韓国のドイツ風住宅 ― 2024/10/27
今から10数年ほど前、韓国の新聞に「ドイツ風住宅」の広告が載ったことがあります。 都会からちょっと離れた田園風景の土地で、第一期として何軒かの建売住宅を販売するものでした。 ですから最終的には十数軒か何十軒かの団地になるようでした。
ところで、なぜドイツ風なのか? 韓国では何かドイツ文化が流行しているのかとも思いましたが、そんなことはありませんでした。 ですからその時は、一風変わった住宅をアピールする宣伝戦略なのだろうと思いました。
それから何年かして、『国際市場で逢いましょう』という韓国映画がヒットしました。 家族を守り支えるためにベトナム戦争などの戦乱を体験し、ドイツに出稼ぎに行ったりした男の物語でした。 ここにドイツが出てきます。
軍事政権時代だった1960年代後半~70年代前半、貧しかった韓国ではドイツ(当時は西ドイツ)への出稼ぎ労働者が募集されていました。 男なら炭鉱夫、女なら看護助手です。 映画の主人公は男でしたからドイツの炭鉱に行ったのですが、同時に募集された女性は看護助手としてドイツの病院・療養所等に行きました。 そして彼らは何年か働いて稼ぎ、契約が終わると韓国に帰ってきました。
映画では韓国に帰ってその後の物語に続くのですが、実は一部の韓国女性がドイツに残ったのです。 看護助手は看護師の補助作業で、患者の身の回りの世話をします。 一番大変なのが沐浴や排せつの世話ですが、韓国から来た看護助手らは小さい身体で大柄なドイツ人患者らを嫌がらずに誠心誠意で世話をしました。 そうすると患者の息子たちがその姿を見て感動し、惚れ込んで求婚したそうです。
詳しい数は分かりませんが、看護助手の韓国女性がドイツ男性と結婚した例がかなりあったと聞きました。 その結婚式には韓国の家族が参加できず、男性側は家族・親戚等大勢だったが女性側はごくわずかの友人のみ、という式だったそうです。 その時、花嫁は韓国の母親から送られてきた韓服を着たそうです。
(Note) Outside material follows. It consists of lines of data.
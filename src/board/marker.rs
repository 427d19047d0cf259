//! Trail markers
//!
//! One marker per player: where they stand on the trail and how far
//! they are through the tier ladder. Computed fresh from a roster
//! snapshot each cycle; the view never feeds back into the data.

use crate::data::TrackConfig;
use crate::progression::Tier;
use crate::roster::Player;
use crate::trail::PathPoint;

/// Everything the view needs to draw one player
#[derive(Debug, Clone)]
pub struct Marker {
    pub player: Player,
    pub current_tier: Tier,
    /// `None` once the top tier is reached
    pub next_tier: Option<Tier>,
    /// Overall trail progress, 0-100
    pub progress: f64,
    pub points_to_next: u32,
    /// Map coordinate, in percent of the map area
    pub position: PathPoint,
}

impl Marker {
    pub fn for_player(config: &TrackConfig, player: &Player) -> Self {
        let points = player.points;
        let progress = config.progress_fraction(points);

        Self {
            player: player.clone(),
            current_tier: config.current_tier(points).clone(),
            next_tier: config.next_tier(points).cloned(),
            progress,
            points_to_next: config.points_to_next(points),
            position: config.position_at(progress),
        }
    }

    /// Tooltip line describing the tier transition, e.g.
    /// "Bee and Snail Eater -> Chicken and Rabbit Assassin"
    pub fn tier_line(&self) -> String {
        match &self.next_tier {
            Some(next) => format!("{} \u{2192} {}", self.current_tier.name, next.name),
            None => format!("{}!", self.current_tier.name),
        }
    }
}

/// Compute markers for a whole roster snapshot
pub fn compute_markers(config: &TrackConfig, players: &[Player]) -> Vec<Marker> {
    players
        .iter()
        .map(|p| Marker::for_player(config, p))
        .collect()
}
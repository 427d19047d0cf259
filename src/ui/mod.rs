//! Terminal UI

pub mod app;

pub use app::{App, InputAction};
また韓国の家族のためにまだまだ儲けねばならないと新たな在留資格を取ってドイツに残ったり、同じく派遣された男性炭鉱夫と結婚してドイツにそのまま定着した女性もいました。
それから数十年が経ち、彼女らは老境とともに望郷の念が募り、韓国へ帰ろうとする動きが出てきたのです。 冒頭の「ドイツ風住宅」というのは、そういった彼女たちのための家だったのです。 更にそれがこれまでの韓国にはないモダンでシャレた住宅ということで、ドイツとは関係のない韓国人にも需要が出てきたようです。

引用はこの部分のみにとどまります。